▸ **Instructions for the task**
Go through the listing below and output exactly the line with "errors.iter().map(move |error| ValidationErrorDetail", the line with "ApiError = OrderingError::DuplicateId(Uuid::new_v4()).into();", and each line between; omit the rest.
+ + + +
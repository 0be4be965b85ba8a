/// Error handling for the API server
///
/// A unified error type that maps to HTTP responses. All handlers return
/// `Result<T, ApiError>`; failures serialize to the standard envelope
/// `{"ok": false, "error": "...", "message": "...", "details": [...]}`
/// so the client can branch on the `ok` discriminator alone.
///
/// A failed request never leaves partial state behind: multi-row writes
/// run in transactions, so every error response describes a store that
/// still holds the prior state.

use axum::{
    http::StatusCode,
    response::{IntoResponse, Response},
    Json,
};
use serde::{Deserialize, Serialize};
use std::fmt;

use taskdeck_shared::auth::authorization::AuthzError;
use taskdeck_shared::auth::jwt::JwtError;
use taskdeck_shared::auth::middleware::AuthError;
use taskdeck_shared::auth::password::PasswordError;
use taskdeck_shared::ordering::OrderingError;

/// API result type alias
pub type ApiResult<T> = Result<T, ApiError>;

/// Unified API error type
#[derive(Debug)]
pub enum ApiError {
    /// Bad request (400)
    BadRequest(String),

    /// Unauthorized (401)
    Unauthorized(String),

    /// Forbidden (403) — acting on another owner's resource or a
    /// non-admin hitting admin routes
    Forbidden(String),

    /// Not found (404) — unknown id or username
    NotFound(String),

    /// Conflict (409) — duplicate username/email at registration
    Conflict(String),

    /// Unprocessable entity (422) — malformed fields or a malformed
    /// reorder set
    Validation(Vec<ValidationErrorDetail>),

    /// Internal server error (500)
    Internal(String),

    /// Service unavailable (503)
    ServiceUnavailable(String),
}

/// Validation error detail
#[derive(Debug, Clone, Serialize, Deserialize)]
pub struct ValidationErrorDetail {
    /// Field that failed validation
    pub field: String,

    /// Error message
    pub message: String,
}

/// Error response envelope
#[derive(Debug, Serialize, Deserialize)]
pub struct ErrorResponse {
    /// Always false for failures
    pub ok: bool,

    /// Error code (e.g., "not_found", "validation_error")
    pub error: String,

    /// Human-readable error message
    pub message: String,

    /// Optional per-field validation errors
    #[serde(skip_serializing_if = "Option::is_none")]
    pub details: Option<Vec<ValidationErrorDetail>>,
}

impl ApiError {
    /// Shorthand for a single-field validation failure
    pub fn validation(field: &str, message: impl Into<String>) -> Self {
        ApiError::Validation(vec![ValidationErrorDetail {
            field: field.to_string(),
            message: message.into(),
        }])
    }
}

impl fmt::Display for ApiError {
    fn fmt(&self, f: &mut fmt::Formatter<'_>) -> fmt::Result {
        match self {
            ApiError::BadRequest(msg) => write!(f, "Bad request: {}", msg),
            ApiError::Unauthorized(msg) => write!(f, "Unauthorized: {}", msg),
            ApiError::Forbidden(msg) => write!(f, "Forbidden: {}", msg),
            ApiError::NotFound(msg) => write!(f, "Not found: {}", msg),
            ApiError::Conflict(msg) => write!(f, "Conflict: {}", msg),
            ApiError::Validation(errors) => {
                write!(f, "Validation failed: {} errors", errors.len())
            }
            ApiError::Internal(msg) => write!(f, "Internal error: {}", msg),
            ApiError::ServiceUnavailable(msg) => write!(f, "Service unavailable: {}", msg),
        }
    }
}

impl std::error::Error for ApiError {}

impl IntoResponse for ApiError {
    fn into_response(self) -> Response {
        let (status, error_code, message, details) = match self {
            ApiError::BadRequest(msg) => (StatusCode::BAD_REQUEST, "bad_request", msg, None),
            ApiError::Unauthorized(msg) => (StatusCode::UNAUTHORIZED, "unauthorized", msg, None),
            ApiError::Forbidden(msg) => (StatusCode::FORBIDDEN, "forbidden", msg, None),
            ApiError::NotFound(msg) => (StatusCode::NOT_FOUND, "not_found", msg, None),
            ApiError::Conflict(msg) => (StatusCode::CONFLICT, "conflict", msg, None),
            ApiError::Validation(errors) => (
                StatusCode::UNPROCESSABLE_ENTITY,
                "validation_error",
                "Request validation failed".to_string(),
                Some(errors),
            ),
            ApiError::Internal(msg) => {
                // Log internal errors but don't expose details to clients
                tracing::error!("Internal error: {}", msg);
                (
                    StatusCode::INTERNAL_SERVER_ERROR,
                    "internal_error",
                    "An internal error occurred".to_string(),
                    None,
                )
            }
            ApiError::ServiceUnavailable(msg) => {
                (StatusCode::SERVICE_UNAVAILABLE, "service_unavailable", msg, None)
            }
        };

        let body = Json(ErrorResponse {
            ok: false,
            error: error_code.to_string(),
            message,
            details,
        });

        (status, body).into_response()
    }
}

/// Convert sqlx errors to API errors
impl From<sqlx::Error> for ApiError {
    fn from(err: sqlx::Error) -> Self {
        match err {
            sqlx::Error::RowNotFound => ApiError::NotFound("Resource not found".to_string()),
            sqlx::Error::Database(db_err) => {
                // Unique constraint violations surface as conflicts
                if let Some(constraint) = db_err.constraint() {
                    if constraint.contains("username") {
                        return ApiError::Conflict("Username already exists".to_string());
                    }
                    if constraint.contains("email") {
                        return ApiError::Conflict("Email already exists".to_string());
                    }
                    return ApiError::Conflict(format!("Constraint violation: {}", constraint));
                }

                ApiError::Internal(format!("Database error: {}", db_err))
            }
            _ => ApiError::Internal(format!("Database error: {}", err)),
        }
    }
}

/// Convert authentication errors to API errors
impl From<AuthError> for ApiError {
    fn from(err: AuthError) -> Self {
        match err {
            AuthError::MissingCredentials => {
                ApiError::Unauthorized("Missing credentials".to_string())
            }
            AuthError::InvalidFormat(msg) => ApiError::BadRequest(msg),
            AuthError::InvalidToken(msg) => ApiError::Unauthorized(msg),
        }
    }
}

/// Convert authorization errors to API errors
impl From<AuthzError> for ApiError {
    fn from(err: AuthzError) -> Self {
        match err {
            AuthzError::NotAdmin => ApiError::Forbidden("Admin role required".to_string()),
            AuthzError::NotOwner => {
                ApiError::Forbidden("Not authorized to access this resource".to_string())
            }
        }
    }
}

/// Convert password errors to API errors
impl From<PasswordError> for ApiError {
    fn from(err: PasswordError) -> Self {
        ApiError::Internal(format!("Password operation failed: {}", err))
    }
}

/// Convert JWT errors to API errors
impl From<JwtError> for ApiError {
    fn from(err: JwtError) -> Self {
        match err {
            JwtError::Expired => ApiError::Unauthorized("Token expired".to_string()),
            JwtError::InvalidIssuer => ApiError::Unauthorized("Invalid token issuer".to_string()),
            _ => ApiError::Unauthorized(format!("Invalid token: {}", err)),
        }
    }
}

/// Convert reorder errors to API errors
///
/// Non-permutation sequences are validation failures; sequences touching
/// another user's tasks are authorization failures (spec'd 403).
impl From<OrderingError> for ApiError {
    fn from(err: OrderingError) -> Self {
        match err {
            OrderingError::ForeignIds(_) => {
                ApiError::Forbidden("Reorder sequence references tasks you do not own".to_string())
            }
            OrderingError::Database(e) => e.into(),
            other => ApiError::validation("order", other.to_string()),
        }
    }
}

/// Convert request-DTO validation failures to API errors
impl From<validator::ValidationErrors> for ApiError {
    fn from(errors: validator::ValidationErrors) -> Self {
        let details: Vec<ValidationErrorDetail> = errors
            .field_errors()
            .iter()
            .flat_map(|(field, errors)| {
                errors.iter().map(move |error| ValidationErrorDetail {
                    field: field.to_string(),
                    message: error
                        .message
                        .as_ref()
                        .map(|m| m.to_string())
                        .unwrap_or_else(|| "Validation failed".to_string()),
                })
            })
            .collect();

        ApiError::Validation(details)
    }
}

#[cfg(test)]
mod tests {
    use super::*;
    use uuid::Uuid;

    #[test]
    fn test_error_display() {
        let err = ApiError::BadRequest("Invalid input".to_string());
        assert_eq!(err.to_string(), "Bad request: Invalid input");

        let err = ApiError::NotFound("User not found".to_string());
        assert_eq!(err.to_string(), "Not found: User not found");
    }

    #[test]
    fn test_status_codes() {
        assert_eq!(
            ApiError::validation("order", "bad").into_response().status(),
            StatusCode::UNPROCESSABLE_ENTITY
        );
        assert_eq!(
            ApiError::Forbidden("no".to_string()).into_response().status(),
            StatusCode::FORBIDDEN
        );
        assert_eq!(
            ApiError::NotFound("gone".to_string()).into_response().status(),
            StatusCode::NOT_FOUND
        );
        assert_eq!(
            ApiError::Conflict("dup".to_string()).into_response().status(),
            StatusCode::CONFLICT
        );
    }

    #[test]
    fn test_ordering_error_mapping() {
        let err: ApiError = OrderingError::DuplicateId(Uuid::new_v4()).into();
        assert!(matches!(err, ApiError::Validation(_)));

        let err: ApiError = OrderingError::IncompleteOrder(2).into();
        assert!(matches!(err, ApiError::Validation(_)));

        let err: ApiError = OrderingError::ForeignIds(vec![Uuid::new_v4()]).into();
        assert!(matches!(err, ApiError::Forbidden(_)));
    }

    #[test]
    fn test_error_envelope_shape() {
        let response = ErrorResponse {
            ok: false,
            error: "not_found".to_string(),
            message: "Task not found".to_string(),
            details: None,
        };

        let json = serde_json::to_value(&response).unwrap();
        assert_eq!(json["ok"], false);
        assert_eq!(json["error"], "not_found");
        assert!(json.get("details").is_none());
    }
}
+ + + +
▸ **Solution to this exercise**
                errors.iter().map(move |error| ValidationErrorDetail {
                    field: field.to_string(),
                    message: error
                        .message
                        .as_ref()
                        .map(|m| m.to_string())
                        .unwrap_or_else(|| "Validation failed".to_string()),
                })
            })
            .collect();

        ApiError::Validation(details)
    }
}

#[cfg(test)]
mod tests {
    use super::*;
    use uuid::Uuid;

    #[test]
    fn test_error_display() {
        let err = ApiError::BadRequest("Invalid input".to_string());
        assert_eq!(err.to_string(), "Bad request: Invalid input");

        let err = ApiError::NotFound("User not found".to_string());
        assert_eq!(err.to_string(), "Not found: User not found");
    }

    #[test]
    fn test_status_codes() {
        assert_eq!(
            ApiError::validation("order", "bad").into_response().status(),
            StatusCode::UNPROCESSABLE_ENTITY
        );
        assert_eq!(
            ApiError::Forbidden("no".to_string()).into_response().status(),
            StatusCode::FORBIDDEN
        );
        assert_eq!(
            ApiError::NotFound("gone".to_string()).into_response().status(),
            StatusCode::NOT_FOUND
        );
        assert_eq!(
            ApiError::Conflict("dup".to_string()).into_response().status(),
            StatusCode::CONFLICT
        );
    }

    #[test]
    fn test_ordering_error_mapping() {
        let err: ApiError = OrderingError::DuplicateId(Uuid::new_v4()).into();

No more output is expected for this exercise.